Philippine agriculture

Agriculture thrives in Baguio’s urban landscape

Sherwin de Vera
Agriculture thrives in Baguio’s urban landscape

URBAN FARMER. Dennis Tacio tends his lettuce farm in Baguio City.

Sherwin de Vera

Urban farmer Dennis Tacio has turned an idle lot into a lettuce farm – one of the patches comprising 200 hectares of agricultural land spanning 16 barangays of Baguio

For more than five years, Dennis Tacio has been tending approximately 800 square meters of land in Bengao, Bakakeng Central, a 15-minute drive from Baguio City’s central business district. What used to be idle land now produces between 1,000 to 1,500 kilos of lettuce per harvest.

Vegetable prices are “fluid,” Tacio told Rappler in an interview in early November. He cited the price of lettuce during the first week of November, which ranged from P90 to 100 per kilo. After a few days, he went to sell his harvest and found the price down to P45 to 49 per kilo.

That was just enough to earn a small profit, the urban farmer said.  With a good harvest and price, Tacio said his net earnings range from P15,000 to P20,000 per harvest.

“As long as the price doesn’t go down lower than P30 per kilo, we can recover our expenses,” he said.

Tacio’s farm is one of the patches comprising 200 hectares of agricultural land spanning 16 barangays of Baguio. The City Veterinary and Agriculture Office (CVAO) said that these areas cultivated for high-value crops produce 4,000 to 5,000 metric tons of assorted vegetables and cut flowers annually.

Farming in an urban setting was an advantage at the height of the Luzon-wide lockdown, Tacio told Rappler. 

Even with losses, Tacio said they could continue selling their produce directly to their neighbors, adjacent barangays, and the public market.

urban farming in Baguio
LETTUCE PLOT. Dennis Tacio’s farm produces as much as 1,500 kilos of lettuce per harvest.
Sherwin de Vera

Baguio Senior Agriculturist Marcelina Tebelin said that commercial agriculture has thrived in Baguio for a long time, but the city created the agriculture office only in 2018.

“Our office used to be the City Veterinary Office, solely for veterinary services because under the Local Government Code, [the agriculture office] is optional to maintain in cities after the devolution,” she told Rappler in an interview.

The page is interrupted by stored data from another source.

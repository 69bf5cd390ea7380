//! Common financial utilities

use artha_core::{Number, UndefinedResult};

/// Validate that an amount, rate, or term is strictly positive
pub(crate) fn validate_positive(
    value: &Number,
    field: &'static str,
) -> Result<(), UndefinedResult> {
    if value.is_zero() || value.is_negative() {
        return Err(UndefinedResult::nonpositive(field));
    }
    Ok(())
}

/// Convert a nominal annual percentage to a monthly rate (pct / 12 / 100)
pub(crate) fn monthly_rate(annual_pct: &Number) -> Result<Number, UndefinedResult> {
    Ok(annual_pct.checked_div(&Number::from_i64(1200))?)
}

/// Calculate (1 + rate)^months exactly
pub(crate) fn compound_factor(rate: &Number, months: u32) -> Number {
    let one = Number::from_i64(1);
    one.add(rate).pow(months as i32)
}

/// Annuity-due factor: ((1+r)^n - 1) / r * (1+r)
///
/// Multiplying this by a monthly contribution gives the future value of
/// that contribution stream; dividing a target by it reverses the solve.
pub(crate) fn annuity_due_factor(rate: &Number, months: u32) -> Result<Number, UndefinedResult> {
    let one = Number::from_i64(1);
    let factor = compound_factor(rate, months);
    let growth = factor.sub(&one).checked_div(rate)?;
    Ok(growth.mul(&one.add(rate)))
}

/// 80% of a term, floored, never below one year
pub(crate) fn shortened_years(years: u32) -> u32 {
    (years * 4 / 5).max(1)
}
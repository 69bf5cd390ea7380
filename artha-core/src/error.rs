//! The engine's boundary error
//!
//! Errors never crash the system. Invalid-but-well-typed numeric input
//! produces an explicit "no result" value the presentation layer can turn
//! into an empty/prompt state.

use crate::NumberError;
use serde::{Deserialize, Serialize};
use thiserror::Error;

/// The single error kind the engine surfaces: the requested computation is
/// undefined for the given inputs (non-positive amount/rate/term, or a
/// division by zero the formula would otherwise hit).
#[derive(Debug, Clone, PartialEq, Eq, Serialize, Deserialize, Error)]
#[error("undefined result: {reason}")]
pub struct UndefinedResult {
    pub reason: String,
}

impl UndefinedResult {
    pub fn new(reason: impl Into<String>) -> Self {
        Self {
            reason: reason.into(),
        }
    }

    /// A required amount, rate, or term was zero or negative
    pub fn nonpositive(field: &str) -> Self {
        Self::new(format!("{} must be positive", field))
    }

    /// A zero return rate makes the annuity factor divide by zero
    pub fn zero_rate() -> Self {
        Self::new("return rate of zero makes the projection undefined")
    }
}

impl From<NumberError> for UndefinedResult {
    fn from(err: NumberError) -> Self {
        match err {
            NumberError::DivisionByZero => Self::new("division by zero"),
            NumberError::ParseError(s) => Self::new(format!("unparseable number: {}", s)),
        }
    }
}
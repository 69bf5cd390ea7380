//! Artha Core - Fundamental types
//!
//! This crate provides the types shared by the Artha workspace:
//! - `Number`: Arbitrary precision decimal numbers
//! - `UndefinedResult`: the engine's single boundary error

mod error;
mod number;

pub use error::UndefinedResult;
pub use number::{Number, NumberError};

/// Prelude for convenient imports
pub mod prelude {
    pub use crate::{Number, NumberError, UndefinedResult};
}
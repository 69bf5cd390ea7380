//! Arbitrary precision numbers using dashu
//!
//! Uses dashu-float (DBig) for arbitrary precision decimal arithmetic.
//! The engine only ever raises a base to an integer power, so everything
//! here is plain decimal arithmetic at a fixed working precision.

use dashu_float::ops::Abs;
use dashu_float::DBig;
use dashu_int::ops::BitTest;
use dashu_int::IBig;
use serde::{Deserialize, Deserializer, Serialize, Serializer};
use thiserror::Error;

/// Error type for number operations
#[derive(Debug, Clone, Error)]
pub enum NumberError {
    #[error("Invalid number format: {0}")]
    ParseError(String),

    #[error("Division by zero")]
    DivisionByZero,
}

/// Default precision for calculations (decimal digits)
const DEFAULT_PRECISION: usize = 50;

/// Arbitrary precision decimal number
///
/// Built on dashu-float's DBig. All operations return Results or new
/// Numbers - never panic.
#[derive(Debug, Clone)]
pub struct Number {
    inner: DBig,
}

impl Number {
    // ========== Construction ==========

    /// Ensure a DBig has adequate precision for calculations
    fn with_work_precision(val: DBig) -> DBig {
        val.with_precision(DEFAULT_PRECISION).value()
    }

    /// Create from string representation
    /// Supports: "123", "3.14", "-42", "1/3"
    pub fn from_str(s: &str) -> Result<Self, NumberError> {
        let s = s.trim();

        // Handle rational format "a/b"
        if s.contains('/') && !s.contains('.') {
            let parts: Vec<&str> = s.split('/').collect();
            if parts.len() == 2 {
                let num: DBig = parts[0]
                    .trim()
                    .parse()
                    .map_err(|_| NumberError::ParseError(s.to_string()))?;
                let den: DBig = parts[1]
                    .trim()
                    .parse()
                    .map_err(|_| NumberError::ParseError(s.to_string()))?;

                if den == DBig::ZERO {
                    return Err(NumberError::DivisionByZero);
                }

                let result = Self::with_work_precision(num) / Self::with_work_precision(den);
                return Ok(Self { inner: result });
            }
        }

        // Standard decimal parsing
        let inner: DBig = s
            .parse()
            .map_err(|_| NumberError::ParseError(s.to_string()))?;

        Ok(Self {
            inner: Self::with_work_precision(inner),
        })
    }

    /// Create from i64 with working precision
    pub fn from_i64(n: i64) -> Self {
        Self {
            inner: Self::with_work_precision(DBig::from(n)),
        }
    }

    /// Create from ratio (exact division)
    pub fn from_ratio(num: i64, den: i64) -> Self {
        if den == 0 {
            return Self { inner: DBig::ZERO };
        }
        let n = Self::with_work_precision(DBig::from(num));
        let d = Self::with_work_precision(DBig::from(den));
        Self { inner: n / d }
    }

    // ========== Predicates ==========

    /// Check if zero
    pub fn is_zero(&self) -> bool {
        self.inner == DBig::ZERO
    }

    /// Check if negative
    pub fn is_negative(&self) -> bool {
        self.inner < DBig::ZERO
    }

    /// Check if value is an integer
    pub fn is_integer(&self) -> bool {
        let floor_val = self.inner.clone().floor();
        self.inner == floor_val
    }

    // ========== Basic Arithmetic ==========

    /// Addition
    pub fn add(&self, other: &Self) -> Self {
        Self {
            inner: &self.inner + &other.inner,
        }
    }

    /// Subtraction
    pub fn sub(&self, other: &Self) -> Self {
        Self {
            inner: &self.inner - &other.inner,
        }
    }

    /// Multiplication
    pub fn mul(&self, other: &Self) -> Self {
        Self {
            inner: &self.inner * &other.inner,
        }
    }

    /// Safe division (returns Result, never panics)
    pub fn checked_div(&self, other: &Self) -> Result<Self, NumberError> {
        if other.is_zero() {
            Err(NumberError::DivisionByZero)
        } else {
            Ok(Self {
                inner: &self.inner / &other.inner,
            })
        }
    }

    /// Integer power (exact)
    pub fn pow(&self, exp: i32) -> Self {
        if exp == 0 {
            return Self::from_i64(1);
        }

        let abs_exp = exp.unsigned_abs();
        let mut result = Self::from_i64(1);

        // Simple repeated multiplication
        for _ in 0..abs_exp {
            result = result.mul(self);
        }

        if exp < 0 {
            Self::from_i64(1)
                .checked_div(&result)
                .unwrap_or(Self::from_i64(0))
        } else {
            result
        }
    }

    // ========== Rounding ==========

    /// Absolute value
    pub fn abs(&self) -> Self {
        Self {
            inner: Abs::abs(self.inner.clone()),
        }
    }

    /// Floor - largest integer <= x
    pub fn floor(&self) -> Self {
        Self {
            inner: self.inner.clone().floor(),
        }
    }

    /// Ceiling - smallest integer >= x
    pub fn ceil(&self) -> Self {
        Self {
            inner: self.inner.clone().ceil(),
        }
    }

    /// Round to the nearest integer, halves up
    pub fn round(&self) -> Self {
        let half = Self::from_ratio(1, 2);
        self.add(&half).floor()
    }

    // ========== Conversion ==========

    /// Try to convert to i64
    pub fn to_i64(&self) -> Option<i64> {
        if !self.is_integer() {
            return None;
        }

        // DBig stores as significand * 10^exponent
        let (significand, exponent) = self.inner.clone().into_repr().into_parts();

        // Anything beyond these exponents cannot fit an i64 anyway
        if !(-60..=19).contains(&exponent) {
            return None;
        }

        let scaled: IBig = if exponent >= 0 {
            significand * IBig::from(10).pow(exponent as usize)
        } else {
            let divisor = IBig::from(10).pow((-exponent) as usize);
            if &significand % &divisor != IBig::ZERO {
                return None;
            }
            significand / divisor
        };

        scaled.try_into().ok()
    }

    /// Convert to f64 (may lose precision)
    pub fn to_f64(&self) -> Option<f64> {
        // Get the representation: significand * 10^exponent
        let (significand, exponent) = self.inner.clone().into_repr().into_parts();

        // Convert significand to f64, scaling down when it exceeds 53 bits
        let sig_f64: f64 = if significand.bit_len() <= 53 {
            match TryInto::<i64>::try_into(significand.clone()) {
                Ok(i) => i as f64,
                Err(_) => {
                    let is_neg = significand < IBig::ZERO;
                    let abs_sig = if is_neg {
                        -significand.clone()
                    } else {
                        significand.clone()
                    };
                    match TryInto::<u64>::try_into(abs_sig) {
                        Ok(u) => {
                            if is_neg {
                                -(u as f64)
                            } else {
                                u as f64
                            }
                        }
                        Err(_) => return None,
                    }
                }
            }
        } else {
            // Shift right to fit in 53 bits, then account for the shifted bits
            let extra_bits = significand.bit_len() - 53;
            let shifted = &significand >> extra_bits;
            let shifted_i64: i64 = shifted.try_into().ok()?;
            (shifted_i64 as f64) * 2_f64.powi(extra_bits as i32)
        };

        // Apply the decimal exponent
        let result = if exponent == 0 {
            sig_f64
        } else if exponent > 0 && exponent <= 308 {
            sig_f64 * 10_f64.powi(exponent as i32)
        } else if exponent < 0 && exponent >= -308 {
            sig_f64 / 10_f64.powi((-exponent) as i32)
        } else {
            return None;
        };

        if result.is_finite() {
            Some(result)
        } else {
            None
        }
    }

    // ========== Display ==========

    /// Render as decimal string with specified decimal places
    pub fn as_decimal(&self, places: u32) -> String {
        if let Some(f) = self.to_f64() {
            format!("{:.prec$}", f, prec = places as usize)
        } else {
            format!("{}", self.inner)
        }
    }
}

// ========== Trait Implementations ==========

impl std::fmt::Display for Number {
    fn fmt(&self, f: &mut std::fmt::Formatter<'_>) -> std::fmt::Result {
        write!(f, "{}", self.as_decimal(10))
    }
}

impl Serialize for Number {
    fn serialize<S: Serializer>(&self, serializer: S) -> Result<S::Ok, S::Error> {
        serializer.serialize_str(&self.to_string())
    }
}

impl<'de> Deserialize<'de> for Number {
    fn deserialize<D: Deserializer<'de>>(deserializer: D) -> Result<Self, D::Error> {
        let s = String::deserialize(deserializer)?;
        Self::from_str(&s).map_err(serde::de::Error::custom)
    }
}

impl PartialEq for Number {
    fn eq(&self, other: &Self) -> bool {
        self.inner == other.inner
    }
}

impl Eq for Number {}

impl PartialOrd for Number {
    fn partial_cmp(&self, other: &Self) -> Option<std::cmp::Ordering> {
        Some(self.cmp(other))
    }
}

impl Ord for Number {
    fn cmp(&self, other: &Self) -> std::cmp::Ordering {
        self.inner
            .partial_cmp(&other.inner)
            .unwrap_or(std::cmp::Ordering::Equal)
    }
}
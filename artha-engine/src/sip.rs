//! SIP investment projection
//!
//! Future value of a fixed monthly contribution compounded monthly as an
//! annuity-due, with a per-year growth series for charting.

use crate::helpers::{annuity_due_factor, monthly_rate, validate_positive};
use crate::insight::Insight;
use artha_core::{Number, UndefinedResult};
use serde::{Deserialize, Serialize};

/// One crore, the aspirational wealth mark used by the insight heuristics
const CRORE: i64 = 10_000_000;

#[derive(Debug, Clone, PartialEq, Serialize, Deserialize)]
pub struct InvestmentInput {
    pub monthly_amount: Number,
    pub annual_return_pct: Number,
    pub years: u32,
}

/// Projection snapshot at the end of a whole year
#[derive(Debug, Clone, PartialEq, Serialize, Deserialize)]
pub struct YearPoint {
    pub year: u32,
    pub cumulative_value: Number,
    pub cumulative_invested: Number,
}

#[derive(Debug, Clone, PartialEq, Serialize, Deserialize)]
pub struct InvestmentResult {
    pub future_value: Number,
    pub total_invested: Number,
    pub wealth_gained: Number,
    pub series: Vec<YearPoint>,
}

/// Project the future value of a monthly SIP.
///
/// `FV = P * ((1+r)^n - 1) / r * (1+r)` with `r` the monthly rate and
/// `n` the month count. Non-positive amount, rate, or duration is an
/// [`UndefinedResult`]; the caller gets no NaN or infinity under any input.
pub fn project_investment(input: &InvestmentInput) -> Result<InvestmentResult, UndefinedResult> {
    validate_positive(&input.monthly_amount, "monthly amount")?;
    validate_positive(&input.annual_return_pct, "annual return rate")?;
    if input.years == 0 {
        return Err(UndefinedResult::nonpositive("investment duration"));
    }

    let rate = monthly_rate(&input.annual_return_pct)?;
    let months = input.years * 12;

    let future_value = future_value_at(&input.monthly_amount, &rate, months)?;
    let total_invested = input.monthly_amount.mul(&Number::from_i64(months as i64));
    let wealth_gained = future_value.sub(&total_invested);

    // Each year is recomputed from scratch rather than accumulated, so the
    // series carries no compounding of intermediate rounding
    let mut series = Vec::with_capacity(input.years as usize);
    for year in 1..=input.years {
        let m = year * 12;
        series.push(YearPoint {
            year,
            cumulative_value: future_value_at(&input.monthly_amount, &rate, m)?,
            cumulative_invested: input.monthly_amount.mul(&Number::from_i64(m as i64)),
        });
    }

    Ok(InvestmentResult {
        future_value,
        total_invested,
        wealth_gained,
        series,
    })
}

fn future_value_at(
    monthly: &Number,
    rate: &Number,
    months: u32,
) -> Result<Number, UndefinedResult> {
    Ok(monthly.mul(&annuity_due_factor(rate, months)?))
}

/// Advisory nudges for a computed projection. Never affects the numbers.
pub fn investment_insights(input: &InvestmentInput, result: &InvestmentResult) -> Vec<Insight> {
    let mut insights = Vec::new();
    let target = Number::from_i64(CRORE);

    if result.future_value < target {
        let shortfall = target.sub(&result.future_value);
        let months = Number::from_i64(input.years as i64 * 12);
        if let Ok(extra) = shortfall.checked_div(&months) {
            insights.push(Insight::suggestion(format!(
                "Increase your SIP by ₹{} to reach ₹1 crore in {} years.",
                extra.ceil().as_decimal(0),
                input.years
            )));
        }
    } else {
        insights.push(Insight::positive(
            "You're on track to build significant wealth!",
        ));
    }

    if input.annual_return_pct < Number::from_i64(10) {
        insights.push(Insight::suggestion(
            "Consider equity-focused funds for higher long-term returns.",
        ));
    }

    insights
}
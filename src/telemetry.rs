//! Logging setup and the `TraceLayer` callbacks used for every HTTP request.

use axum::http::{HeaderMap, Request, Response};
use std::collections::HashMap;
use std::time::Duration;
use tower_http::classify::ServerErrorsFailureClass;
use tracing::{info_span, Level, Span};
use tracing_subscriber::layer::SubscriberExt;
use tracing_subscriber::util::SubscriberInitExt;

const DEFAULT_LOG_FILTER: &str = "video_collection=debug,tower_http=info";

pub fn init_tracing() {
    tracing_subscriber::registry()
        .with(
            tracing_subscriber::EnvFilter::try_from_default_env()
                .unwrap_or_else(|_| DEFAULT_LOG_FILTER.into()),
        )
        .with(tracing_subscriber::fmt::layer())
        .init();
}

fn is_sensitive(name: &str) -> bool {
    let name = name.to_lowercase();
    name.contains("authorization") || name.contains("cookie") || name.contains("token")
}

fn loggable_headers(headers: &HeaderMap) -> HashMap<String, String> {
    headers
        .iter()
        .filter_map(|(name, value)| {
            if is_sensitive(name.as_str()) {
                Some((name.to_string(), "[REDACTED]".to_string()))
            } else {
                value
                    .to_str()
                    .ok()
                    .map(|v| (name.to_string(), v.to_string()))
            }
        })
        .collect()
}

pub fn make_span<B>(request: &Request<B>) -> Span {
    let request_id = request
        .headers()
        .get("x-request-id")
        .and_then(|v| v.to_str().ok())
        .unwrap_or("unknown");

    info_span!(
        "http_request",
        method = %request.method(),
        uri = %request.uri().path(),
        query = ?request.uri().query(),
        version = ?request.version(),
        request_id = request_id,
        user_agent = ?request.headers().get("user-agent"),
        content_type = ?request.headers().get("content-type"),
    )
}

pub fn on_request<B>(request: &Request<B>, _span: &Span) {
    tracing::debug!(
        method = %request.method(),
        uri = %request.uri(),
        headers = ?loggable_headers(request.headers()),
        "Incoming HTTP request"
    );
}

fn level_for(status: u16) -> Level {
    match status {
        400..=499 => Level::WARN,
        500..=599 => Level::ERROR,
        _ => Level::INFO,
    }
}

pub fn on_response<B>(response: &Response<B>, latency: Duration, _span: &Span) {
    let status = response.status();
    let latency_ms = latency.as_millis();

    match level_for(status.as_u16()) {
        Level::WARN => tracing::warn!(
            status = %status,
            latency_ms = latency_ms,
            "HTTP request completed with client error"
        ),
        Level::ERROR => tracing::error!(
            status = %status,
            latency_ms = latency_ms,
            "HTTP request completed with server error"
        ),
        _ => tracing::info!(
            status = %status,
            latency_ms = latency_ms,
            "HTTP request completed successfully"
        ),
    }
}

pub fn on_failure(error: ServerErrorsFailureClass, latency: Duration, _span: &Span) {
    let error_type = match error {
        ServerErrorsFailureClass::StatusCode(code) => format!("HTTP {}", code.as_u16()),
        ServerErrorsFailureClass::Error(_) => "Internal Error".to_string(),
    };

    tracing::error!(
        error = ?error,
        latency_ms = latency.as_millis(),
        error_type = error_type,
        "HTTP request failed"
    );
}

Under Article 116 of the Implementing Rules and Regulations of the Local Government Code, the city agriculturist is not among the 14 mandatory appointed officials. However, the city mayor may designate one if necessary.

“Eventually, our legislators realized that there are still agricultural activities even if Baguio is already a highly urbanized city. There is also the city’s quest for food [security] since we have been very dependent on outside sources, so they decided to create the office,” Tabelin said.

Survival garden

Tabelin said the city’s agriculture support has increased over time, from around P1.5 million in 2018 to about P8 million in 2021, the highest allotment for agriculture since the establishment of their office. She said this is on top of at least P40 million from other government agencies.

For the strawberry farm alone, the city allotted P5 million. One of the city’s top crops, strawberry is being developed as a go-to for agricultural tourism.

CVAO recorded around 1,500 commercial farmers in the city from its recent survey, producing mainly cut flowers, sayote (chayote), lettuce, broccoli, and bitsuelas (green beans).

Tabelin said that the number of residents engaged in agriculture increased during the pandemic. 

“There were those who started earning from ornamental plants with the surge of plantitos and plantitas (plant enthusiasts),” she said.

But the most notable, she said, is the more than 3,000 families that took part in the city’s Survival Garden Program.

Days after the government imposed the Luzon-wide lockdown in March, the city launched the Survival Garden Program to ensure access and supply of vegetables for residents as part of its COVID-19 response. 

CVAO distributed short-season crops like lettuce, beans, and spinach, among others.

“Many of them continued their gardens even after the contest for the best Survival Garden ended (in July 2020); some even became their main source of livelihood,” Tabelin added.

The CVAO agriculturist shared that when they tried to monetize gross earnings from 74 respondents to a questionaire, it reached P650,000 in just one production cycle. 

“Besides the economic benefit, we also evaluated the social and environmental benefits,” she said.

“Many of those who joined the campaign said they started to have healthier lifestyles. For some individuals, gardening became their exercise and stress relief during the lockdown,”  she added.

Tabelin said they have yet to account for the city’s agriculture revenue, especially from the commercial farms, but believes that the sector significantly contributes to the city’s economy.

“We are now encouraging them to develop community-led agritourism, managed by the farmers group in agricultural barangays and hope that in the coming days we can integrate farm production and tourism beyond our strawberry farms,” she said. –

Sherwin de Vera is a Luzon-based journalist and an awardee of the Aries Rufo Journalism Fellowship.